Kinshasa — L'euphorie qui avait, à chaud, pris les Congolais à l'annonce d'une force multinationale pour restaurer la paix en Ituri laisse présentement place à la déception après analyse froide de la situation. Il y a de quoi s'inquiéter!
La résolution 1484 prise le 30 mai par le Conseil de sécurité de l'Onu limite le temps et l'espace de l'intervention de cette force pilotée par la France: jusqu'au 1er septembre, à Bunia. En d'autres termes, la France et ses alliés ne vont sauver que les vies humaines du chef-lieu de l'Ituri pendant trois mois seulement; puis les milices peuvent reprendre leur sale besogne de distribuer la mort à la pelle.
Au cours d'un meeting à Bunia, Thomas Lubanga, chef de guerre de l'Upc (Union des patriotes congolais), a retiré ses troupes le lundi, 2 juin, pour les cantonner dans la périphérie jusqu'au départ de la force multinationale avant d'y revenir. Il a même promis de combattre cette force «pour protéger la population». Qu'est-ce qui aura changé? Rien.
Sceptique, l'opinion congolaise se demande si le Conseil de sécurité n'a pas tapé à côté de la plaque en instituant une telle force avec une telle mission. En quoi se différencie-t-elle de celle de la Monuc dès lors qu'elle ne peut pas désarmer toutes les forces négatives qui opèrent chaque jour dans la région, semant la désolation dans plusieurs familles? Les populations de Dro-Dro, Mandro, etc. n'ont-elles pas droit à la vie?
Intervenir à Bunia et pendant trois mois, sans désarmer les milices hema et lendu, est un travail inutile qui ne conduit à aucun résultat.

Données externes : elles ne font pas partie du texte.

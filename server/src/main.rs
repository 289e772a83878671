// III-IV
// Copyright 2023 Julio Merino
//
// Licensed under the Apache License, Version 2.0 (the "License"); you may not
// use this file except in compliance with the License.  You may obtain a copy
// of the License at:
//
//     http://www.apache.org/licenses/LICENSE-2.0
//
// Unless required by applicable law or agreed to in writing, software
// distributed under the License is distributed on an "AS IS" BASIS, WITHOUT
// WARRANTIES OR CONDITIONS OF ANY KIND, either express or implied.  See the
// License for the specific language governing permissions and limitations
// under the License.

//! Entry point to the ride-sharing service.

// Keep these in sync with other top-level files.
#![warn(anonymous_parameters, bad_style, clippy::missing_docs_in_private_items, missing_docs)]
#![warn(unused, unused_extern_crates, unused_import_braces, unused_qualifications)]
#![warn(unsafe_code)]

use rideshare_core::db::Db;
use rideshare_server::db::init_schema;
use rideshare_server::driver::{AdminOptions, DriverOptions};
use rideshare_server::serve;
use std::env;
use std::error::Error;
use std::net::Ipv4Addr;
use std::process;
use std::sync::Arc;

/// Port to listen on when `PORT` is not set.
const DEFAULT_PORT: u16 = 3000;

/// Opens the production database as configured in the environment.
#[cfg(feature = "postgres")]
fn open_db() -> Result<Arc<dyn Db + Send + Sync>, Box<dyn Error>> {
    use rideshare_core::db::postgres::{PostgresDb, PostgresOptions};

    let db_opts = PostgresOptions::from_env("PGSQL_PROD")?;
    Ok(Arc::new(PostgresDb::connect(db_opts)?))
}

/// Opens the production database as configured in the environment.
#[cfg(all(feature = "sqlite", not(feature = "postgres")))]
async fn open_db() -> Result<Arc<dyn Db + Send + Sync>, Box<dyn Error>> {
    use rideshare_core::env::get_required_var;

    let path = get_required_var::<String>("SQLITE", "PATH")?;
    Ok(Arc::new(rideshare_core::db::sqlite::connect(&path).await?))
}

/// Gathers the configuration from the environment and runs the service until it fails.
async fn run() -> Result<(), Box<dyn Error>> {
    let port = match env::var("PORT") {
        Ok(val) => val.parse::<u16>().map_err(|e| format!("Invalid PORT '{}': {}", val, e))?,
        Err(_) => DEFAULT_PORT,
    };
    let addr = (Ipv4Addr::UNSPECIFIED, port);

    #[cfg(feature = "postgres")]
    let db = open_db()?;
    #[cfg(all(feature = "sqlite", not(feature = "postgres")))]
    let db = open_db().await?;
    init_schema(&mut db.ex().await?).await?;

    let driver_opts = DriverOptions::from_env("RIDES")?;
    let admin_opts = AdminOptions::from_env("ADMIN")?;

    serve(addr, db, driver_opts, admin_opts).await
}

#[tokio::main]
async fn main() {
    env_logger::init();

    if let Err(e) = run().await {
        log::error!("{}", e);
        eprintln!("rideshare: {}", e);
        process::exit(1);
    }
}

Au lieu d'une force supplémentaire, l'Onu aurait dû muter le mandat de la Monuc et renforcer ses troupes pour des actions efficaces sur le terrain car, jusqu'à présent, l'impression qui se dégage est que toutes ces forces armées étrangères au Congo sont venues pour le tourisme, le pillage officiel de ses ressources, pour danser et boire du champagne, coucher nos filles et retourner, à grands regrets, chez elles lorsque le temps sera venu.
Le peuple congolais n'a pas besoin de ça. On ne peut pas accompagner la paix entre les belligérants mains vides.